Так и продолжался наш путь, с короткими остановками для отдыха. За четыре дня протопали хрен знает сколько, когда вновь был подарок с небес. Наш батальон топал в авангарде, и, как оказалось, мы здорово ушли вперед, решение комполка было принято на ура, встали на дневку, дожидаться остальных. Оказалось, небольшой мостик, через который мы форсировали небольшую речушку, провалился под одним из грузовиков, и пока его вытаскивали, пока восстанавливали мост, мы успели утопать далеко вперед. Ждали мы довольно долго. Только к вечеру появилась голова колонны с бойцами третьего батальона и еще одного полка, что двигался следом за нами. Я был доволен увиденным. Такое отношение позволяло думать, что нас не будут бросать в бой по мере подхода к передовой, а все-таки соберут в кулак. Краем уха зацепил разговор Смолина с комполка Елиным.

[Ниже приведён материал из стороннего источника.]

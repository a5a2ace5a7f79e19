use async_trait::async_trait;
use chrono::Utc;
use groupfund_core::{
    FundError, FundResult, PaymentIntent, PaymentIntentProvider, PaymentIntentRequest,
    WebhookPayload,
};
use rust_decimal::prelude::ToPrimitive;
use serde::{Deserialize, Serialize};
use tracing::{error, warn};

use crate::config::MomoConfig;
use crate::signing;

const REQUEST_TYPE: &str = "captureWallet";

#[derive(Debug, Serialize)]
#[serde(rename_all = "camelCase")]
struct CreatePaymentBody<'a> {
    partner_code: &'a str,
    access_key: &'a str,
    request_id: String,
    amount: i64,
    order_id: &'a str,
    order_info: &'a str,
    redirect_url: &'a str,
    ipn_url: &'a str,
    extra_data: &'a str,
    request_type: &'a str,
    signature: String,
    lang: &'a str,
}

#[derive(Debug, Deserialize)]
#[serde(rename_all = "camelCase")]
struct CreatePaymentResponse {
    result_code: i64,
    #[serde(default)]
    message: String,
    pay_url: Option<String>,
    deeplink: Option<String>,
    qr_code_url: Option<String>,
}

#[derive(Debug, Serialize)]
#[serde(rename_all = "camelCase")]
struct QueryBody<'a> {
    partner_code: &'a str,
    access_key: &'a str,
    request_id: &'a str,
    order_id: &'a str,
    signature: String,
    lang: &'a str,
}

#[derive(Debug, Clone, Serialize, Deserialize)]
#[serde(rename_all = "camelCase")]
pub struct PaymentStatus {
    pub order_id: String,
    pub request_id: String,
    #[serde(default)]
    pub amount: i64,
    #[serde(default)]
    pub trans_id: Option<serde_json::Value>,
    pub result_code: i64,
    #[serde(default)]
    pub message: String,
}

impl PaymentStatus {
    pub fn is_paid(&self) -> bool {
        self.result_code == 0
    }
}

/// Momo wallet gateway: signed `create` and `query` calls plus webhook
/// signature checks.
#[derive(Clone)]
pub struct MomoClient {
    config: MomoConfig,
    http: reqwest::Client,
}

impl MomoClient {
    pub fn new(config: MomoConfig) -> Self {
        Self {
            config,
            http: reqwest::Client::new(),
        }
    }

    pub fn is_configured(&self) -> bool {
        !self.config.partner_code.is_empty()
            && !self.config.access_key.is_empty()
            && !self.config.secret_key.is_empty()
    }

    fn sign(&self, raw: &str) -> String {
        signing::sign(&self.config.secret_key, raw.as_bytes())
    }

    pub fn create_signature_string(
        &self,
        request: &PaymentIntentRequest,
        amount: i64,
        request_id: &str,
    ) -> String {
        format!(
            "accessKey={}&amount={amount}&extraData={}&ipnUrl={}&orderId={}&orderInfo={}&partnerCode={}&redirectUrl={}&requestId={request_id}&requestType={REQUEST_TYPE}",
            self.config.access_key,
            request.extra_data,
            request.callback_url,
            request.order_id,
            request.description,
            self.config.partner_code,
            request.return_url,
        )
    }

    /// Checks `x-momo-signature` on a raw memo-transfer notification body.
    pub fn verify_body_signature(&self, body: &[u8], signature: &str) -> bool {
        if self.config.webhook_secret.is_empty() {
            warn!("MOMO_WEBHOOK_SECRET is not set; rejecting transfer notification");
            return false;
        }
        signing::verify(&self.config.webhook_secret, body, signature)
    }

    pub fn query_signature_string(&self, order_id: &str, request_id: &str) -> String {
        format!(
            "accessKey={}&orderId={order_id}&partnerCode={}&requestId={request_id}",
            self.config.access_key, self.config.partner_code,
        )
    }

    pub async fn query_status(&self, order_id: &str, request_id: &str) -> FundResult<PaymentStatus> {
        if !self.is_configured() {
            return Err(FundError::upstream("momo credentials are not configured"));
        }

        let raw = self.query_signature_string(order_id, request_id);
        let body = QueryBody {
            partner_code: &self.config.partner_code,
            access_key: &self.config.access_key,
            request_id,
            order_id,
            signature: self.sign(&raw),
            lang: "vi",
        };

        let response = self
            .http
            .post(format!("{}/query", self.config.environment.endpoint()))
            .json(&body)
            .send()
            .await
            .map_err(|err| {
                error!("momo query for {order_id} failed: {err}");
                FundError::upstream(format!("payment status query failed: {err}"))
            })?;

        response
            .json::<PaymentStatus>()
            .await
            .map_err(|err| FundError::upstream(format!("unreadable payment status: {err}")))
    }
}

#[async_trait]
impl PaymentIntentProvider for MomoClient {
    async fn create_intent(&self, request: PaymentIntentRequest) -> FundResult<PaymentIntent> {
        if !self.is_configured() {
            return Err(FundError::upstream("payment provider is not configured"));
        }
        let amount = request
            .amount
            .round()
            .to_i64()
            .ok_or_else(|| FundError::validation(format!("amount {} is out of range", request.amount)))?;

        let request_id = Utc::now().timestamp_millis().to_string();
        let signature = self.sign(&self.create_signature_string(&request, amount, &request_id));
        let body = CreatePaymentBody {
            partner_code: &self.config.partner_code,
            access_key: &self.config.access_key,
            request_id,
            amount,
            order_id: &request.order_id,
            order_info: &request.description,
            redirect_url: &request.return_url,
            ipn_url: &request.callback_url,
            extra_data: &request.extra_data,
            request_type: REQUEST_TYPE,
            signature,
            lang: "vi",
        };

        let response = self
            .http
            .post(format!("{}/create", self.config.environment.endpoint()))
            .json(&body)
            .send()
            .await
            .map_err(|err| {
                error!("momo create for {} failed: {err}", request.order_id);
                FundError::upstream(format!("payment creation failed: {err}"))
            })?;
        let created: CreatePaymentResponse = response
            .json()
            .await
            .map_err(|err| FundError::upstream(format!("unreadable payment response: {err}")))?;

        Ok(PaymentIntent {
            pay_url: created.pay_url,
            qr_code_url: created.qr_code_url,
            deeplink: created.deeplink,
            result_code: created.result_code,
            message: created.message,
        })
    }

    fn verify_signature(&self, payload: &WebhookPayload) -> bool {
        if self.config.secret_key.is_empty() {
            return false;
        }
        signing::verify(
            &self.config.secret_key,
            payload.canonical_string().as_bytes(),
            &payload.signature,
        )
    }
}

#[cfg(test)]
mod tests {
    use rust_decimal::Decimal;

    use super::*;
    use crate::config::MomoEnvironment;

    fn client() -> MomoClient {
        MomoClient::new(MomoConfig {
            partner_code: "MOMOBKUN20180529".into(),
            access_key: "klm05TvNBzhg7h7j".into(),
            secret_key: "at67qH6mk8w5Y1nAyMoYKMWACiEi2bsa".into(),
            environment: MomoEnvironment::Sandbox,
            webhook_secret: "hook-secret".into(),
        })
    }

    fn payload() -> WebhookPayload {
        WebhookPayload {
            partner_code: "MOMOBKUN20180529".into(),
            access_key: "klm05TvNBzhg7h7j".into(),
            request_id: "1705708800000".into(),
            amount: 50_000,
            order_id: "CONTRIB_1_1705708800000".into(),
            order_info: "Dong quy tuan 5".into(),
            order_type: "momo_wallet".into(),
            trans_id: "4088878653".into(),
            result_code: 0,
            message: "Successful.".into(),
            pay_type: "qr".into(),
            response_time: 1_705_708_800_123,
            extra_data: String::new(),
            signature: String::new(),
        }
    }

    #[test]
    fn webhook_signature_round_trips_through_canonical_string() {
        let client = client();
        let mut payload = payload();
        payload.signature = signing::sign(
            "at67qH6mk8w5Y1nAyMoYKMWACiEi2bsa",
            payload.canonical_string().as_bytes(),
        );
        assert!(client.verify_signature(&payload));

        payload.amount = 5_000;
        assert!(!client.verify_signature(&payload));
    }

    #[test]
    fn create_signature_covers_fields_in_order() {
        let request = PaymentIntentRequest {
            amount: Decimal::new(50_000, 0),
            order_id: "CONTRIB_1".into(),
            description: "Dong quy".into(),
            return_url: "http://localhost:3000/payment/success?orderId=CONTRIB_1".into(),
            callback_url: "http://localhost:3000/api/momo/webhook".into(),
            extra_data: "{}".into(),
        };
        assert_eq!(
            client().create_signature_string(&request, 50_000, "42"),
            "accessKey=klm05TvNBzhg7h7j&amount=50000&extraData={}&ipnUrl=http://localhost:3000/api/momo/webhook&orderId=CONTRIB_1&orderInfo=Dong quy&partnerCode=MOMOBKUN20180529&redirectUrl=http://localhost:3000/payment/success?orderId=CONTRIB_1&requestId=42&requestType=captureWallet"
        );
    }

    #[test]
    fn query_signature_uses_the_short_field_set() {
        assert_eq!(
            client().query_signature_string("CONTRIB_1", "CONTRIB_1"),
            "accessKey=klm05TvNBzhg7h7j&orderId=CONTRIB_1&partnerCode=MOMOBKUN20180529&requestId=CONTRIB_1"
        );
    }

    #[tokio::test]
    async fn query_without_credentials_is_upstream_failure() {
        let unconfigured = MomoClient::new(MomoConfig {
            secret_key: String::new(),
            ..client().config
        });
        let err = unconfigured.query_status("CONTRIB_1", "CONTRIB_1").await.unwrap_err();
        assert!(matches!(err, FundError::Upstream(_)));
    }

    #[test]
    fn body_signature_needs_the_webhook_secret() {
        let body = br#"{"transactionId":"1"}"#;
        let signature = signing::sign("hook-secret", body);
        assert!(client().verify_body_signature(body, &signature));

        let unkeyed = MomoClient::new(MomoConfig {
            webhook_secret: String::new(),
            ..client().config
        });
        assert!(!unkeyed.verify_body_signature(body, &signature));
    }
}
//! Contribution ledger: settlement decisions, penalty accrual, obligation
//! generation and the member notifications that go with them.

pub mod config;
pub mod generator;
pub mod intents;
pub mod memo;
pub mod penalty;
pub mod reconcile;
pub mod reminders;
pub mod report;
pub mod sweep;
pub mod templates;

use std::sync::Arc;

use groupfund_core::{FundResult, FundStore, NotificationGateway, PaymentIntentProvider};
use tracing::warn;

pub use config::LedgerConfig;
pub use generator::{GenerateObligations, GenerationReport};
pub use intents::{IntentReceipt, IntentRequest};
pub use memo::{MemoFormat, MemoParser, ParsedMemo};
pub use penalty::{PenaltyAssessment, PenaltyPolicy};
pub use reconcile::{
    ManualConfirmation, RepairReport, SettlementOutcome, TransferNotice, WebhookReference,
};
pub use reminders::{BroadcastKind, MemberNotice, ReminderReport};
pub use report::{FundSummary, MemberBreakdown, StatusBreakdown, WeekBreakdown};
pub use sweep::SweepReport;

/// Entry point for every operation that reads or moves money state.
/// Collaborators are injected once at start-up.
#[derive(Clone)]
pub struct Ledger {
    store: Arc<dyn FundStore>,
    notifier: Arc<dyn NotificationGateway>,
    payments: Arc<dyn PaymentIntentProvider>,
    memo: MemoParser,
    config: LedgerConfig,
}

impl Ledger {
    pub fn new(
        store: Arc<dyn FundStore>,
        notifier: Arc<dyn NotificationGateway>,
        payments: Arc<dyn PaymentIntentProvider>,
        config: LedgerConfig,
    ) -> FundResult<Self> {
        let memo = MemoParser::new(&config.memo)?;
        Ok(Self {
            store,
            notifier,
            payments,
            memo,
            config,
        })
    }

    pub fn store(&self) -> &Arc<dyn FundStore> {
        &self.store
    }

    pub fn notifier(&self) -> &Arc<dyn NotificationGateway> {
        &self.notifier
    }

    pub fn payments(&self) -> &Arc<dyn PaymentIntentProvider> {
        &self.payments
    }

    pub fn config(&self) -> &LedgerConfig {
        &self.config
    }

    pub fn memo_parser(&self) -> &MemoParser {
        &self.memo
    }

    /// Best-effort send. Returns whether the member was reached; failures
    /// are logged and never propagate.
    async fn notify(&self, handle: &str, text: &str) -> bool {
        if !self.notifier.is_configured() {
            return false;
        }

        match self.notifier.send(handle, text).await {
            Ok(()) => true,
            Err(err) => {
                warn!("notification to {handle} failed: {err}");
                false
            }
        }
    }

    /// Batch variant of [`Ledger::notify`]: every attempt is followed by
    /// the pacing delay.
    async fn notify_paced(&self, handle: &str, text: &str) -> Option<bool> {
        if !self.notifier.is_configured() {
            return None;
        }

        let delivered = self.notify(handle, text).await;
        tokio::time::sleep(self.config.notification_pacing).await;
        Some(delivered)
    }
}
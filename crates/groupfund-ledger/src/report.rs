use std::collections::{BTreeMap, HashMap};

use groupfund_core::{
    FundResult, Member, MemberStatus, Obligation, ObligationFilter, ObligationStatus,
};
use rust_decimal::Decimal;
use serde::Serialize;
use uuid::Uuid;

use crate::Ledger;

#[derive(Debug, Clone, Copy, Default, PartialEq, Eq, Serialize)]
pub struct StatusBreakdown {
    pub total: usize,
    pub unpaid: usize,
    pub overdue: usize,
    pub paid: usize,
}

#[derive(Debug, Clone, PartialEq, Eq, Serialize)]
pub struct WeekBreakdown {
    pub week: i32,
    pub total: usize,
    pub paid: usize,
    pub collected: Decimal,
    pub outstanding: Decimal,
}

#[derive(Debug, Clone, PartialEq, Eq, Serialize)]
pub struct MemberBreakdown {
    pub member_id: Uuid,
    pub name: String,
    pub phone: String,
    pub status: MemberStatus,
    pub paid_count: usize,
    pub total_count: usize,
    /// Whole percent, rounded half up.
    pub completion_rate: u32,
    pub total_paid: Decimal,
    pub total_unpaid: Decimal,
    pub total_penalty: Decimal,
}

#[derive(Debug, Clone, PartialEq, Eq, Serialize)]
pub struct FundSummary {
    pub members: usize,
    pub active_members: usize,
    pub obligations: StatusBreakdown,
    pub total_amount: Decimal,
    pub total_paid: Decimal,
    pub total_unpaid: Decimal,
    pub total_penalty: Decimal,
    pub weeks: Vec<WeekBreakdown>,
    pub by_member: Vec<MemberBreakdown>,
}

impl FundSummary {
    pub fn build(members: &[Member], obligations: &[Obligation]) -> Self {
        let mut counts = StatusBreakdown {
            total: obligations.len(),
            ..StatusBreakdown::default()
        };
        let mut total_amount = Decimal::ZERO;
        let mut total_paid = Decimal::ZERO;
        let mut total_penalty = Decimal::ZERO;
        let mut weeks: BTreeMap<i32, WeekBreakdown> = BTreeMap::new();
        let mut per_member: HashMap<Uuid, Vec<&Obligation>> = HashMap::new();

        for obligation in obligations {
            total_amount += obligation.amount;
            total_penalty += obligation.penalty;

            let week = weeks.entry(obligation.week).or_insert_with(|| WeekBreakdown {
                week: obligation.week,
                total: 0,
                paid: 0,
                collected: Decimal::ZERO,
                outstanding: Decimal::ZERO,
            });
            week.total += 1;

            match obligation.status {
                ObligationStatus::Paid => {
                    counts.paid += 1;
                    total_paid += obligation.amount;
                    week.paid += 1;
                    week.collected += obligation.amount;
                }
                ObligationStatus::Unpaid => {
                    counts.unpaid += 1;
                    week.outstanding += obligation.amount;
                }
                ObligationStatus::Overdue => {
                    counts.overdue += 1;
                    week.outstanding += obligation.amount;
                }
            }

            per_member
                .entry(obligation.member_id)
                .or_default()
                .push(obligation);
        }

        let by_member = members
            .iter()
            .map(|member| {
                let owned = per_member.get(&member.id).map(Vec::as_slice).unwrap_or(&[]);
                member_breakdown(member, owned)
            })
            .collect();

        Self {
            members: members.len(),
            active_members: members
                .iter()
                .filter(|member| member.status == MemberStatus::Active)
                .count(),
            obligations: counts,
            total_amount,
            total_paid,
            total_unpaid: total_amount - total_paid,
            total_penalty,
            // Newest week first.
            weeks: weeks.into_values().rev().collect(),
            by_member,
        }
    }
}

fn member_breakdown(member: &Member, obligations: &[&Obligation]) -> MemberBreakdown {
    let mut paid_count = 0;
    let mut total_paid = Decimal::ZERO;
    let mut total_unpaid = Decimal::ZERO;
    let mut total_penalty = Decimal::ZERO;

    for obligation in obligations {
        total_penalty += obligation.penalty;
        if obligation.status == ObligationStatus::Paid {
            paid_count += 1;
            total_paid += obligation.amount;
        } else {
            total_unpaid += obligation.amount;
        }
    }

    MemberBreakdown {
        member_id: member.id,
        name: member.name.clone(),
        phone: member.phone.clone(),
        status: member.status,
        paid_count,
        total_count: obligations.len(),
        completion_rate: completion_rate(paid_count, obligations.len()),
        total_paid,
        total_unpaid,
        total_penalty,
    }
}

fn completion_rate(paid: usize, total: usize) -> u32 {
    if total == 0 {
        return 0;
    }
    ((paid * 200 + total) / (2 * total)) as u32
}

fn status_label(status: ObligationStatus) -> &'static str {
    match status {
        ObligationStatus::Paid => "Đã đóng",
        ObligationStatus::Unpaid => "Chưa đóng",
        ObligationStatus::Overdue => "Quá hạn",
    }
}

fn member_label(status: MemberStatus) -> &'static str {
    match status {
        MemberStatus::Active => "Hoạt động",
        MemberStatus::Inactive => "Không hoạt động",
    }
}

fn csv_cell(value: &str) -> String {
    if value.contains([',', '"', '\n', '\r']) {
        format!("\"{}\"", value.replace('"', "\"\""))
    } else {
        value.to_string()
    }
}

fn csv_row<I, S>(cells: I) -> String
where
    I: IntoIterator<Item = S>,
    S: AsRef<str>,
{
    cells
        .into_iter()
        .map(|cell| csv_cell(cell.as_ref()))
        .collect::<Vec<_>>()
        .join(",")
}

/// Detail rows, then the fund totals, then one line per member.
pub fn render_csv(members: &[Member], obligations: &[Obligation]) -> String {
    let by_id: HashMap<Uuid, &Member> = members.iter().map(|member| (member.id, member)).collect();
    let summary = FundSummary::build(members, obligations);
    let mut lines = Vec::with_capacity(obligations.len() + members.len() + 14);

    lines.push(csv_row([
        "Tên thành viên",
        "Số điện thoại",
        "Trạng thái",
        "Tuần",
        "Số tiền",
        "Trạng thái đóng góp",
        "Tiền phạt",
        "Hạn nộp",
        "Ngày nộp",
        "Ngày tạo",
    ]));

    let mut ordered: Vec<&Obligation> = obligations.iter().collect();
    ordered.sort_by(|a, b| b.week.cmp(&a.week).then(b.created_at.cmp(&a.created_at)));
    for obligation in ordered {
        let member = by_id.get(&obligation.member_id);
        lines.push(csv_row([
            member.map_or("N/A".to_string(), |member| member.name.clone()),
            member.map_or("N/A".to_string(), |member| member.phone.clone()),
            member.map_or("N/A".to_string(), |member| member.status.as_str().to_string()),
            obligation.week.to_string(),
            obligation.amount.to_string(),
            status_label(obligation.status).to_string(),
            obligation.penalty.to_string(),
            obligation.due_date.to_string(),
            obligation
                .paid_at
                .map(|at| at.to_rfc3339())
                .unwrap_or_default(),
            obligation.created_at.to_rfc3339(),
        ]));
    }

    lines.push(String::new());
    lines.push(csv_row(["=== TỔNG KẾT ==="]));
    lines.push(csv_row(["Tổng thành viên".to_string(), summary.members.to_string()]));
    lines.push(csv_row([
        "Thành viên hoạt động".to_string(),
        summary.active_members.to_string(),
    ]));
    lines.push(csv_row([
        "Tổng đóng góp".to_string(),
        summary.obligations.total.to_string(),
    ]));
    lines.push(csv_row(["Đã đóng".to_string(), summary.obligations.paid.to_string()]));
    lines.push(csv_row([
        "Chưa đóng".to_string(),
        summary.obligations.unpaid.to_string(),
    ]));
    lines.push(csv_row([
        "Quá hạn".to_string(),
        summary.obligations.overdue.to_string(),
    ]));
    lines.push(csv_row(["Tổng tiền".to_string(), summary.total_amount.to_string()]));
    lines.push(csv_row(["Tổng phạt".to_string(), summary.total_penalty.to_string()]));
    lines.push(String::new());
    lines.push(csv_row(["=== CHI TIẾT THEO THÀNH VIÊN ==="]));

    for row in &summary.by_member {
        lines.push(csv_row([
            row.name.clone(),
            row.phone.clone(),
            member_label(row.status).to_string(),
            format!("{}/{}", row.paid_count, row.total_count),
            format!("{}%", row.completion_rate),
            row.total_paid.to_string(),
            row.total_unpaid.to_string(),
            row.total_penalty.to_string(),
        ]));
    }

    lines.join("\n")
}

impl Ledger {
    pub async fn summary(&self) -> FundResult<FundSummary> {
        let members = self.store.list_members(None).await?;
        let obligations = self
            .store
            .list_obligations(&ObligationFilter::default())
            .await?;
        Ok(FundSummary::build(&members, &obligations))
    }

    pub async fn export_csv(&self) -> FundResult<String> {
        let members = self.store.list_members(None).await?;
        let obligations = self
            .store
            .list_obligations(&ObligationFilter::default())
            .await?;
        Ok(render_csv(&members, &obligations))
    }
}
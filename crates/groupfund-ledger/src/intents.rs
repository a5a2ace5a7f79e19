use chrono::Utc;
use groupfund_core::{
    FundError, FundResult, NewPaymentTransaction, ObligationStatus, PaymentIntentRequest,
    TransactionStatus,
};
use serde::Serialize;
use tracing::{error, info};
use uuid::Uuid;

use crate::Ledger;
use crate::reconcile::WebhookReference;

#[derive(Debug, Clone)]
pub struct IntentRequest {
    pub contribution_id: Uuid,
    pub user_id: Uuid,
    pub order_info: Option<String>,
}

#[derive(Debug, Clone, Serialize)]
pub struct IntentReceipt {
    pub order_id: String,
    pub payment_url: Option<String>,
    pub qr_code_url: Option<String>,
    pub deeplink: Option<String>,
}

impl Ledger {
    /// Opens a wallet payment for an outstanding contribution and leaves a
    /// pending transaction behind for the webhook to complete.
    pub async fn create_intent(&self, request: IntentRequest) -> FundResult<IntentReceipt> {
        let obligation = self.store.get_obligation(request.contribution_id).await?;
        if obligation.member_id != request.user_id {
            return Err(FundError::validation(
                "contribution does not belong to this member",
            ));
        }
        if obligation.status == ObligationStatus::Paid {
            return Err(FundError::AlreadySettled {
                obligation_id: obligation.id,
            });
        }
        let member = self.store.get_member(obligation.member_id).await?;

        let order_id = format!("CONTRIB_{}_{}", obligation.id, Utc::now().timestamp_millis());
        let extra_data = WebhookReference {
            contribution_id: obligation.id,
            user_id: member.id,
        }
        .encode()?;
        let description = request
            .order_info
            .filter(|info| !info.trim().is_empty())
            .unwrap_or_else(|| format!("Dong quy tuan {} - {}", obligation.week, member.name));

        let intent = self
            .payments
            .create_intent(PaymentIntentRequest {
                amount: obligation.amount,
                order_id: order_id.clone(),
                description,
                return_url: self.config.return_url(&order_id),
                callback_url: self.config.callback_url(),
                extra_data,
            })
            .await?;
        if intent.result_code != 0 {
            return Err(FundError::upstream(format!(
                "payment provider refused order {order_id} ({}): {}",
                intent.result_code, intent.message
            )));
        }

        let pending = NewPaymentTransaction {
            obligation_id: obligation.id,
            member_id: member.id,
            order_id: order_id.clone(),
            amount: obligation.amount,
            status: TransactionStatus::Pending,
            provider_trans_id: None,
            payment_url: intent.pay_url.clone(),
            qr_code_url: intent.qr_code_url.clone(),
            note: None,
            paid_at: None,
        };
        if let Err(err) = self.store.insert_transaction(pending).await {
            // The intent is already live; the webhook can still settle it.
            error!("failed to record pending transaction {order_id}: {err}");
        }

        info!("payment intent {order_id} created for contribution {}", obligation.id);
        Ok(IntentReceipt {
            order_id,
            payment_url: intent.pay_url,
            qr_code_url: intent.qr_code_url,
            deeplink: intent.deeplink,
        })
    }
}
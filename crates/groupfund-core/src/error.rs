use rust_decimal::Decimal;
use thiserror::Error;
use uuid::Uuid;

#[derive(Debug, Error)]
pub enum FundError {
    #[error("unauthorized: {reason}")]
    Unauthorized { reason: String },

    #[error("{entity} not found: {id}")]
    NotFound { entity: &'static str, id: String },

    #[error("obligation {obligation_id} is already settled")]
    AlreadySettled { obligation_id: Uuid },

    #[error("provider transaction {provider_trans_id} already settled another obligation")]
    DuplicateTransaction { provider_trans_id: String },

    #[error("amount mismatch: due {expected}, claimed {claimed}")]
    AmountMismatch { expected: Decimal, claimed: Decimal },

    #[error("validation error: {message}")]
    Validation { message: String },

    #[error("upstream failure: {0}")]
    Upstream(String),
}

pub type FundResult<T> = Result<T, FundError>;

impl FundError {
    pub fn unauthorized(reason: impl Into<String>) -> Self {
        Self::Unauthorized {
            reason: reason.into(),
        }
    }

    pub fn not_found(entity: &'static str, id: impl ToString) -> Self {
        Self::NotFound {
            entity,
            id: id.to_string(),
        }
    }

    pub fn validation(message: impl Into<String>) -> Self {
        Self::Validation {
            message: message.into(),
        }
    }

    pub fn upstream(err: impl std::fmt::Display) -> Self {
        Self::Upstream(err.to_string())
    }
}
#[async_trait]
impl ObligationStore for InMemoryFundStore {
    async fn insert_obligation(&self, input: NewObligation) -> FundResult<Obligation> {
        input.validate()?;

        let mut state = self.state.write().await;
        if !state.members.contains_key(&input.member_id) {
            return Err(FundError::not_found("member", input.member_id));
        }
        if state
            .obligations
            .values()
            .any(|existing| existing.member_id == input.member_id && existing.week == input.week)
        {
            return Err(FundError::validation(format!(
                "member {} already has a contribution for week {}",
                input.member_id, input.week
            )));
        }

        let now = Utc::now();
        let obligation = Obligation {
            id: Uuid::new_v4(),
            member_id: input.member_id,
            week: input.week,
            amount: input.amount,
            penalty: Decimal::ZERO,
            status: ObligationStatus::Unpaid,
            due_date: input.due_date,
            paid_at: None,
            created_at: now,
            updated_at: now,
        };
        state.obligations.insert(obligation.id, obligation.clone());
        Ok(obligation)
    }

    async fn get_obligation(&self, id: Uuid) -> FundResult<Obligation> {
        let state = self.state.read().await;
        state
            .obligations
            .get(&id)
            .cloned()
            .ok_or_else(|| FundError::not_found("contribution", id))
    }

    async fn find_obligation(
        &self,
        member_id: Uuid,
        week: i32,
    ) -> FundResult<Option<Obligation>> {
        let state = self.state.read().await;
        Ok(state
            .obligations
            .values()
            .find(|obligation| obligation.member_id == member_id && obligation.week == week)
            .cloned())
    }

    async fn list_obligations(&self, filter: &ObligationFilter) -> FundResult<Vec<Obligation>> {
        let state = self.state.read().await;
        let mut obligations: Vec<Obligation> = state
            .obligations
            .values()
            .filter(|obligation| filter.matches(obligation))
            .cloned()
            .collect();
        obligations.sort_by(|a, b| b.week.cmp(&a.week).then(a.created_at.cmp(&b.created_at)));
        Ok(obligations)
    }

    async fn apply_penalty(&self, id: Uuid, penalty: Decimal) -> FundResult<Option<Obligation>> {
        let mut state = self.state.write().await;
        let obligation = state
            .obligations
            .get_mut(&id)
            .ok_or_else(|| FundError::not_found("contribution", id))?;

        if !obligation.status.is_outstanding() || obligation.penalty > penalty {
            return Ok(None);
        }

        obligation.status = ObligationStatus::Overdue;
        obligation.penalty = penalty;
        obligation.updated_at = Utc::now();
        Ok(Some(obligation.clone()))
    }

    async fn settle_obligation(
        &self,
        id: Uuid,
        paid_at: DateTime<Utc>,
        record: SettlementRecord,
    ) -> FundResult<Option<Settlement>> {
        let mut state = self.state.write().await;
        let current = state
            .obligations
            .get(&id)
            .ok_or_else(|| FundError::not_found("contribution", id))?;
        if current.status == ObligationStatus::Paid {
            return Ok(None);
        }

        let now = Utc::now();
        let transaction = match record {
            SettlementRecord::New(input) => state.insert_transaction(input, now)?,
            SettlementRecord::CompletePending {
                order_id,
                provider_trans_id,
            } => {
                state.ensure_provider_id_unused(&provider_trans_id)?;
                let transaction = state
                    .transactions
                    .values_mut()
                    .find(|transaction| {
                        transaction.order_id == order_id
                            && transaction.status == TransactionStatus::Pending
                    })
                    .ok_or_else(|| FundError::not_found("pending transaction", &order_id))?;
                transaction.status = TransactionStatus::Success;
                transaction.provider_trans_id = Some(provider_trans_id);
                transaction.paid_at = Some(paid_at);
                transaction.updated_at = now;
                transaction.clone()
            }
            SettlementRecord::Existing(transaction_id) => state
                .transactions
                .get(&transaction_id)
                .cloned()
                .ok_or_else(|| FundError::not_found("transaction", transaction_id))?,
        };

        let Some(obligation) = state.obligations.get_mut(&id) else {
            return Err(FundError::not_found("contribution", id));
        };
        obligation.status = ObligationStatus::Paid;
        obligation.paid_at = Some(paid_at);
        obligation.updated_at = now;

        Ok(Some(Settlement {
            obligation: obligation.clone(),
            transaction,
        }))
    }

    async fn delete_obligation(&self, id: Uuid) -> FundResult<()> {
        let mut state = self.state.write().await;
        if state.obligations.remove(&id).is_none() {
            return Err(FundError::not_found("contribution", id));
        }
        state
            .transactions
            .retain(|_, transaction| transaction.obligation_id != id);
        Ok(())
    }
}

Вроде как мы двигаемся на смену одной части, что захватила пару деревень, а главное, стратегически важную высоту в районе Курска. Командование решило заменить сильно потрепанные части свежими, что ж, это правильно. Вспоминая, как меняли нас в Сталинграде, когда смены были всего на несколько часов, я аж передернулся. Возьмем, бывало объект, а сил удержать уже нет. Иногда нас выбивали тут же, а иногда все-таки успевали поменять, и тогда объект держался. Тогда, конечно, было очень жестко. Бывало, идем в бой ротой численностью человек в восемьдесят, через пару часов нас ровно половина. Приходит смена, такая же рота, как была у нас. Мы отойдем на квартал назад, отдыхаем, через пару часов приказ, вернуться на позиции и слиться с той ротой, что нас поменяла. Возвращаемся, а там от роты меньше нашего, и вновь стоим, удерживаем. Иногда доходило до того, что у нас от роты оставалось меньше двадцати человек, тогда выводили уже на берег, и мы отдыхали до переправы подмоги, в виде уже полноценных рот. А затем все по новой. Надеюсь, сейчас уже так не будет. Маневрировать в поле это не то же самое, что стоять на одном месте в городе, когда каждый дом это стратегическая высота.